* [EXERCISE GOAL]
Produce the tally of lines in the material below that hold "super", without anything else.

- - - - - - -

// ============================================================================
// Logging
// tracing-subscriber setup for binaries and tests embedding the engine
// ============================================================================

use tracing_subscriber::util::TryInitError;
use tracing_subscriber::{layer::SubscriberExt, util::SubscriberInitExt, EnvFilter};

/// Filter used when `RUST_LOG` is not set
pub const DEFAULT_FILTER: &str = "trades_engine=info";

/// Install a global fmt subscriber filtered by `RUST_LOG`.
///
/// Fails if a global subscriber is already installed.
pub fn init() -> Result<(), TryInitError> {
    tracing_subscriber::registry()
        .with(EnvFilter::try_from_default_env().unwrap_or_else(|_| DEFAULT_FILTER.into()))
        .with(tracing_subscriber::fmt::layer().with_thread_names(true))
        .try_init()
}
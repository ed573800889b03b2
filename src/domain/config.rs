// ============================================================================
// Exchange Configuration
// Supported currency pairs, market data depth and pipeline sizing
// ============================================================================

use super::ids::CurrencyPair;
use crate::pipeline::RetryPolicy;
use serde::{Deserialize, Serialize};
use std::collections::HashSet;
use thiserror::Error;

pub const DEFAULT_DEPTH_LEVELS: usize = 10;
pub const DEFAULT_INPUT_CAPACITY: usize = 65_536;
pub const DEFAULT_OUTPUT_CAPACITY: usize = 65_536;

#[derive(Debug, Clone, PartialEq, Eq, Error)]
pub enum ConfigError {
    #[error("at least one currency pair must be configured")]
    NoCurrencyPairs,

    #[error("currency pair symbol cannot be empty")]
    EmptyCurrencyPair,

    #[error("currency pair {0} configured more than once")]
    DuplicateCurrencyPair(CurrencyPair),

    #[error("depth levels must be positive")]
    ZeroDepthLevels,

    #[error("{0} capacity must be positive")]
    ZeroCapacity(&'static str),

    #[error("invalid retry policy: {0}")]
    InvalidRetryPolicy(&'static str),
}

// ============================================================================
// Exchange Config
// ============================================================================

/// Everything needed to build an [`Exchange`](crate::engine::Exchange) and the
/// pipeline around it
#[derive(Debug, Clone, PartialEq, Serialize, Deserialize)]
pub struct ExchangeConfig {
    /// One matching engine is created per pair
    pub currency_pairs: Vec<CurrencyPair>,

    /// Number of price levels per side carried by `Depth` events
    #[serde(default = "default_depth_levels")]
    pub depth_levels: usize,

    /// Bounded capacity of the input sequencer channel
    #[serde(default = "default_input_capacity")]
    pub input_capacity: usize,

    /// Bounded capacity of each subscriber channel on the output bus
    #[serde(default = "default_output_capacity")]
    pub output_capacity: usize,

    /// Backoff applied when a subscriber fails to handle an event
    #[serde(default)]
    pub retry: RetryPolicy,

    /// Optional: core to pin the matching thread to (feature `numa`)
    #[serde(default)]
    pub pin_matching_thread: Option<usize>,
}

fn default_depth_levels() -> usize {
    DEFAULT_DEPTH_LEVELS
}

fn default_input_capacity() -> usize {
    DEFAULT_INPUT_CAPACITY
}

fn default_output_capacity() -> usize {
    DEFAULT_OUTPUT_CAPACITY
}

impl ExchangeConfig {
    /// Create a new configuration with required parameters
    pub fn new<I, P>(currency_pairs: I) -> Self
    where
        I: IntoIterator<Item = P>,
        P: Into<CurrencyPair>,
    {
        Self {
            currency_pairs: currency_pairs.into_iter().map(Into::into).collect(),
            depth_levels: DEFAULT_DEPTH_LEVELS,
            input_capacity: DEFAULT_INPUT_CAPACITY,
            output_capacity: DEFAULT_OUTPUT_CAPACITY,
            retry: RetryPolicy::default(),
            pin_matching_thread: None,
        }
    }

    /// Builder method: Set depth levels per side
    pub fn with_depth_levels(mut self, levels: usize) -> Self {
        self.depth_levels = levels;
        self
    }

    /// Builder method: Set input sequencer capacity
    pub fn with_input_capacity(mut self, capacity: usize) -> Self {
        self.input_capacity = capacity;
        self
    }

    /// Builder method: Set per-subscriber output capacity
    pub fn with_output_capacity(mut self, capacity: usize) -> Self {
        self.output_capacity = capacity;
        self
    }

    /// Builder method: Set subscriber retry policy
    pub fn with_retry(mut self, retry: RetryPolicy) -> Self {
        self.retry = retry;
        self
    }

    /// Builder method: Pin the matching thread to a core
    pub fn with_pinned_matching_thread(mut self, core: usize) -> Self {
        self.pin_matching_thread = Some(core);
        self
    }

    pub fn supports(&self, currency_pair: &CurrencyPair) -> bool {
        self.currency_pairs.contains(currency_pair)
    }

    /// Validate the configuration
    pub fn validate(&self) -> Result<(), ConfigError> {
        if self.currency_pairs.is_empty() {
            return Err(ConfigError::NoCurrencyPairs);
        }

        let mut seen = HashSet::new();
        for pair in &self.currency_pairs {
            if pair.as_str().trim().is_empty() {
                return Err(ConfigError::EmptyCurrencyPair);
            }
            if !seen.insert(pair) {
                return Err(ConfigError::DuplicateCurrencyPair(pair.clone()));
            }
        }

        if self.depth_levels == 0 {
            return Err(ConfigError::ZeroDepthLevels);
        }
        if self.input_capacity == 0 {
            return Err(ConfigError::ZeroCapacity("input"));
        }
        if self.output_capacity == 0 {
            return Err(ConfigError::ZeroCapacity("output"));
        }

        self.retry.validate()
    }
}

// ============================================================================
// Preset Configurations
// ============================================================================

impl ExchangeConfig {
    /// Crypto-currency exchange trading BTC against USD, LTC and DOGE
    pub fn coin_exchange() -> Self {
        Self::new(["BTCUSD", "BTCLTC", "BTCDOGE"])
    }
}
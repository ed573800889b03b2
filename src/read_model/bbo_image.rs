// ============================================================================
// BBO Memory Image
// ============================================================================

use crate::domain::{Bbo, CurrencyPair, DepthLevel};
use crate::interfaces::{EventSubscriber, OutputEvent, SequencedEvent, SubscriberError};
use crate::numeric::{Price, Volume};
use crossbeam_skiplist::SkipMap;
use serde::{Deserialize, Serialize};
use std::sync::Arc;

/// Best bid and offer of one pair. An empty side reads as zeros.
#[derive(Debug, Clone, PartialEq, Eq, Serialize, Deserialize)]
pub struct BboRepresentation {
    pub currency_pair: CurrencyPair,
    pub best_bid_price: Price,
    pub best_bid_volume: Volume,
    pub best_bid_order_count: usize,
    pub best_ask_price: Price,
    pub best_ask_volume: Volume,
    pub best_ask_order_count: usize,
    /// Sequence of the event this was taken from
    pub sequence: u64,
}

impl BboRepresentation {
    pub fn from_bbo(bbo: &Bbo, sequence: u64) -> Self {
        let (best_bid_price, best_bid_volume, best_bid_order_count) = unpack(bbo.best_bid.as_ref());
        let (best_ask_price, best_ask_volume, best_ask_order_count) = unpack(bbo.best_ask.as_ref());
        Self {
            currency_pair: bbo.currency_pair.clone(),
            best_bid_price,
            best_bid_volume,
            best_bid_order_count,
            best_ask_price,
            best_ask_volume,
            best_ask_order_count,
            sequence,
        }
    }
}

fn unpack(level: Option<&DepthLevel>) -> (Price, Volume, usize) {
    level.map_or((Price::ZERO, Volume::ZERO, 0), |l| (l.price, l.volume, l.order_count))
}

/// Latest BBO of every pair.
///
/// Clones share state: keep one to query while the bus owns another.
#[derive(Debug, Clone, Default)]
pub struct BboMemoryImage {
    entries: Arc<SkipMap<CurrencyPair, BboRepresentation>>,
}

impl BboMemoryImage {
    pub fn new() -> Self {
        Self::default()
    }

    pub fn get(&self, currency_pair: &CurrencyPair) -> Option<BboRepresentation> {
        self.entries
            .get(currency_pair)
            .map(|entry| entry.value().clone())
    }

    /// Every pair seen so far, ordered by pair
    pub fn all(&self) -> Vec<BboRepresentation> {
        self.entries.iter().map(|entry| entry.value().clone()).collect()
    }

    pub fn len(&self) -> usize {
        self.entries.len()
    }

    pub fn is_empty(&self) -> bool {
        self.entries.is_empty()
    }

    pub fn apply(&self, bbo: &Bbo, sequence: u64) {
        self.entries.insert(
            bbo.currency_pair.clone(),
            BboRepresentation::from_bbo(bbo, sequence),
        );
    }
}

impl EventSubscriber for BboMemoryImage {
    fn name(&self) -> &str {
        "bbo-image"
    }

    fn on_event(&mut self, event: &SequencedEvent) -> Result<(), SubscriberError> {
        if let OutputEvent::Bbo(bbo) = &event.event {
            self.apply(bbo, event.sequence);
        }
        Ok(())
    }
}
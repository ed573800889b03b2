// ============================================================================
// Input Sequencer
// Serializes commands from many producers onto the single matching thread
// ============================================================================

use super::command::{Command, CommandOutcome, ValidationError};
use super::PipelineError;
use crate::domain::{CurrencyPair, ExchangeConfig, OrderId};
use crate::engine::{Exchange, ExchangeError};
use crate::utils;
use crossbeam::channel::{bounded, Receiver, RecvTimeoutError, Sender, TrySendError};
use parking_lot::RwLock;
use std::collections::HashSet;
use std::sync::atomic::{AtomicU64, Ordering};
use std::sync::Arc;
use std::thread::{self, JoinHandle};
use std::time::Duration;
use thiserror::Error;

#[derive(Debug, Clone, PartialEq, Error)]
pub enum SubmitError {
    #[error("command rejected: {0}")]
    Validation(#[from] ValidationError),

    #[error("input sequencer is full")]
    Full,

    #[error("input sequencer is closed")]
    Closed,

    #[error("timed out waiting for the command outcome")]
    Timeout,

    #[error("matching thread exited before answering")]
    Disconnected,
}

/// Result of one sequenced command
#[derive(Debug, Clone, PartialEq)]
pub struct CommandReceipt {
    /// Position of the command in the global input sequence, from 1
    pub sequence: u64,
    pub result: Result<CommandOutcome, ExchangeError>,
}

enum Envelope {
    Command {
        command: Command,
        reply: Sender<CommandReceipt>,
    },
    Shutdown,
}

// ============================================================================
// Ticket
// ============================================================================

/// Claim on the outcome of an admitted command
#[derive(Debug)]
pub struct Ticket {
    order_id: OrderId,
    receiver: Receiver<CommandReceipt>,
}

impl Ticket {
    pub fn order_id(&self) -> &OrderId {
        &self.order_id
    }

    /// Block until the matching thread has processed the command
    pub fn wait(self) -> Result<CommandReceipt, SubmitError> {
        self.receiver.recv().map_err(|_| SubmitError::Disconnected)
    }

    pub fn wait_timeout(&self, timeout: Duration) -> Result<CommandReceipt, SubmitError> {
        self.receiver.recv_timeout(timeout).map_err(|e| match e {
            RecvTimeoutError::Timeout => SubmitError::Timeout,
            RecvTimeoutError::Disconnected => SubmitError::Disconnected,
        })
    }
}

// ============================================================================
// Sequencer Handle
// ============================================================================

/// Input sequencer counters
#[derive(Debug, Clone, Copy, PartialEq, Eq, Default)]
pub struct SequencerStats {
    pub admitted: u64,
    pub rejected: u64,
    pub processed: u64,
    pub commands_in_queue: usize,
}

#[derive(Default)]
struct Counters {
    admitted: AtomicU64,
    rejected: AtomicU64,
    processed: AtomicU64,
}

/// Producer-side handle; cheap to clone and share across threads
#[derive(Clone)]
pub struct SequencerHandle {
    sender: Sender<Envelope>,
    /// `true` while admission is open
    gate: Arc<RwLock<bool>>,
    supported: Arc<HashSet<CurrencyPair>>,
    counters: Arc<Counters>,
}

impl SequencerHandle {
    /// Validate and admit a command, blocking while the input buffer is full.
    pub fn submit(&self, command: impl Into<Command>) -> Result<Ticket, SubmitError> {
        let command = self.admit(command.into())?;
        let (envelope, ticket) = Self::envelope(command);

        let open = self.gate.read();
        if !*open {
            return Err(SubmitError::Closed);
        }
        self.sender
            .send(envelope)
            .map_err(|_| SubmitError::Closed)?;
        self.counters.admitted.fetch_add(1, Ordering::Relaxed);
        Ok(ticket)
    }

    /// Validate and admit a command without blocking.
    pub fn try_submit(&self, command: impl Into<Command>) -> Result<Ticket, SubmitError> {
        let command = self.admit(command.into())?;
        let (envelope, ticket) = Self::envelope(command);

        let open = self.gate.read();
        if !*open {
            return Err(SubmitError::Closed);
        }
        self.sender.try_send(envelope).map_err(|e| match e {
            TrySendError::Full(_) => SubmitError::Full,
            TrySendError::Disconnected(_) => SubmitError::Closed,
        })?;
        self.counters.admitted.fetch_add(1, Ordering::Relaxed);
        Ok(ticket)
    }

    pub fn is_open(&self) -> bool {
        *self.gate.read()
    }

    pub fn stats(&self) -> SequencerStats {
        SequencerStats {
            admitted: self.counters.admitted.load(Ordering::Relaxed),
            rejected: self.counters.rejected.load(Ordering::Relaxed),
            processed: self.counters.processed.load(Ordering::Relaxed),
            commands_in_queue: self.sender.len(),
        }
    }

    fn admit(&self, command: Command) -> Result<Command, SubmitError> {
        if let Err(reason) = command.validate(&self.supported) {
            self.counters.rejected.fetch_add(1, Ordering::Relaxed);
            tracing::debug!(order_id = %command.order_id(), %reason, "Command rejected");
            return Err(reason.into());
        }
        Ok(command)
    }

    fn envelope(command: Command) -> (Envelope, Ticket) {
        let (reply, receiver) = bounded(1);
        let ticket = Ticket {
            order_id: command.order_id().clone(),
            receiver,
        };
        (Envelope::Command { command, reply }, ticket)
    }
}

// ============================================================================
// Input Sequencer
// ============================================================================

/// Owns the matching thread, and through it the [`Exchange`].
///
/// Commands are applied one at a time in the order they entered the bounded
/// input channel.
pub struct InputSequencer {
    handle: SequencerHandle,
    thread: Option<JoinHandle<Exchange>>,
}

impl InputSequencer {
    /// Move the exchange onto a new matching thread
    pub fn start(exchange: Exchange, config: &ExchangeConfig) -> Result<Self, PipelineError> {
        config.validate()?;

        let (sender, receiver) = bounded(config.input_capacity);
        let counters = Arc::new(Counters::default());
        let handle = SequencerHandle {
            sender,
            gate: Arc::new(RwLock::new(true)),
            supported: Arc::new(exchange.currency_pairs().iter().cloned().collect()),
            counters: Arc::clone(&counters),
        };

        let pin = config.pin_matching_thread;
        let thread = thread::Builder::new()
            .name("matching".to_string())
            .spawn(move || run(exchange, receiver, counters, pin))?;

        Ok(Self {
            handle,
            thread: Some(thread),
        })
    }

    pub fn handle(&self) -> SequencerHandle {
        self.handle.clone()
    }

    /// Close admission, process everything already admitted, then hand the
    /// exchange back.
    pub fn shutdown(mut self) -> Result<Exchange, PipelineError> {
        self.close();
        let thread = self.thread.take().ok_or(PipelineError::AlreadyStopped)?;
        thread
            .join()
            .map_err(|_| PipelineError::ThreadPanicked("matching".to_string()))
    }

    fn close(&self) {
        let mut open = self.handle.gate.write();
        if *open {
            *open = false;
            // Every admitted command is already ahead of the marker
            let _ = self.handle.sender.send(Envelope::Shutdown);
        }
    }
}

impl Drop for InputSequencer {
    fn drop(&mut self) {
        if let Some(thread) = self.thread.take() {
            self.close();
            let _ = thread.join();
        }
    }
}

/// Main event loop - processes commands sequentially
fn run(
    mut exchange: Exchange,
    receiver: Receiver<Envelope>,
    counters: Arc<Counters>,
    pin: Option<usize>,
) -> Exchange {
    utils::pin_matching_thread(pin);
    tracing::info!(currency_pairs = ?exchange.currency_pairs(), "Input sequencer started");

    let mut sequence = 0u64;
    while let Ok(envelope) = receiver.recv() {
        let (command, reply) = match envelope {
            Envelope::Command { command, reply } => (command, reply),
            Envelope::Shutdown => break,
        };

        sequence += 1;
        let order_id = command.order_id().clone();
        let result = exchange.execute(command);

        match &result {
            Ok(outcome) => {
                tracing::trace!(sequence, order_id = %order_id, ?outcome, "Command processed");
            }
            Err(ExchangeError::Rejected(reason)) => {
                tracing::debug!(sequence, order_id = %order_id, %reason, "Command rejected by exchange");
            }
            Err(error @ ExchangeError::EventsUndelivered(_)) => {
                tracing::error!(sequence, order_id = %order_id, %error, "Command applied, events not delivered");
            }
            Err(error) => {
                tracing::warn!(sequence, order_id = %order_id, %error, "Command failed");
            }
        }

        counters.processed.fetch_add(1, Ordering::Relaxed);
        // The producer may have dropped its ticket
        let _ = reply.send(CommandReceipt { sequence, result });
    }

    tracing::info!(processed = sequence, "Input sequencer stopped");
    exchange
}

#[cfg(test)]
mod tests {
    use super::*;
    use crate::domain::Side;
    use crate::engine::CancelOutcome;
    use crate::numeric::{Price, Volume};
    use crate::pipeline::{CancelOrder, PlaceOrder};

    fn start(capacity: usize) -> InputSequencer {
        let config = ExchangeConfig::coin_exchange().with_input_capacity(capacity);
        let exchange = Exchange::detached(&config).unwrap();
        InputSequencer::start(exchange, &config).unwrap()
    }

    fn bid(id: &str, price: i64) -> PlaceOrder {
        PlaceOrder::limit(
            id,
            "1234",
            "BTCUSD",
            Side::Buy,
            Price::from_integer(price).unwrap(),
            Volume::from_integer(1).unwrap(),
        )
    }

    #[test]
    fn test_sequences_in_admission_order() {
        let sequencer = start(16);
        let handle = sequencer.handle();

        let tickets: Vec<_> = (1..=5)
            .map(|i| handle.submit(bid(&i.to_string(), 100 + i)).unwrap())
            .collect();
        let sequences: Vec<_> = tickets
            .into_iter()
            .map(|t| t.wait().unwrap().sequence)
            .collect();
        assert_eq!(sequences, vec![1, 2, 3, 4, 5]);

        let exchange = sequencer.shutdown().unwrap();
        assert_eq!(exchange.book(&"BTCUSD".into()).unwrap().bid_count(), 5);
    }

    #[test]
    fn test_validation_happens_before_admission() {
        let sequencer = start(16);
        let handle = sequencer.handle();

        let err = handle.submit(CancelOrder::new("1", "1", "ETHUSD")).unwrap_err();
        assert!(matches!(err, SubmitError::Validation(ValidationError::UnsupportedCurrencyPair(_))));

        let stats = handle.stats();
        assert_eq!(stats.rejected, 1);
        assert_eq!(stats.admitted, 0);
        sequencer.shutdown().unwrap();
    }

    #[test]
    fn test_cancel_outcome_is_returned() {
        let sequencer = start(16);
        let handle = sequencer.handle();

        handle.submit(bid("1", 100)).unwrap().wait().unwrap();
        let receipt = handle
            .submit(CancelOrder::new("1", "1234", "BTCUSD"))
            .unwrap()
            .wait()
            .unwrap();
        assert!(matches!(
            receipt.result,
            Ok(CommandOutcome::Cancel(CancelOutcome::Cancelled(_)))
        ));

        let again = handle
            .submit(CancelOrder::new("1", "1234", "BTCUSD"))
            .unwrap()
            .wait()
            .unwrap();
        assert_eq!(again.result, Ok(CommandOutcome::Cancel(CancelOutcome::NotFound)));
        sequencer.shutdown().unwrap();
    }

    #[test]
    fn test_shutdown_drains_and_closes_admission() {
        let sequencer = start(1024);
        let handle = sequencer.handle();

        let tickets: Vec<_> = (0..200)
            .map(|i| handle.submit(bid(&format!("o{i}"), 100)).unwrap())
            .collect();

        let exchange = sequencer.shutdown().unwrap();
        assert_eq!(exchange.book(&"BTCUSD".into()).unwrap().bid_count(), 200);
        for ticket in tickets {
            assert!(ticket.wait().unwrap().result.is_ok());
        }

        assert!(!handle.is_open());
        assert_eq!(handle.submit(bid("late", 100)).unwrap_err(), SubmitError::Closed);
    }

    #[test]
    fn test_concurrent_producers_each_processed_once() {
        let sequencer = start(64);

        let producers: Vec<_> = (0..4)
            .map(|p| {
                let handle = sequencer.handle();
                thread::spawn(move || {
                    (0..50)
                        .map(|i| {
                            handle
                                .submit(bid(&format!("p{p}-{i}"), 100 + i))
                                .unwrap()
                                .wait()
                                .unwrap()
                                .sequence
                        })
                        .collect::<Vec<_>>()
                })
            })
            .collect();

        let mut sequences: Vec<u64> = producers
            .into_iter()
            .flat_map(|p| p.join().unwrap())
            .collect();
        sequences.sort_unstable();
        assert_eq!(sequences, (1..=200).collect::<Vec<_>>());

        let exchange = sequencer.shutdown().unwrap();
        assert_eq!(exchange.book(&"BTCUSD".into()).unwrap().bid_count(), 200);
    }
}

- - - - - - -

* [EXERCISE ANSWER]
4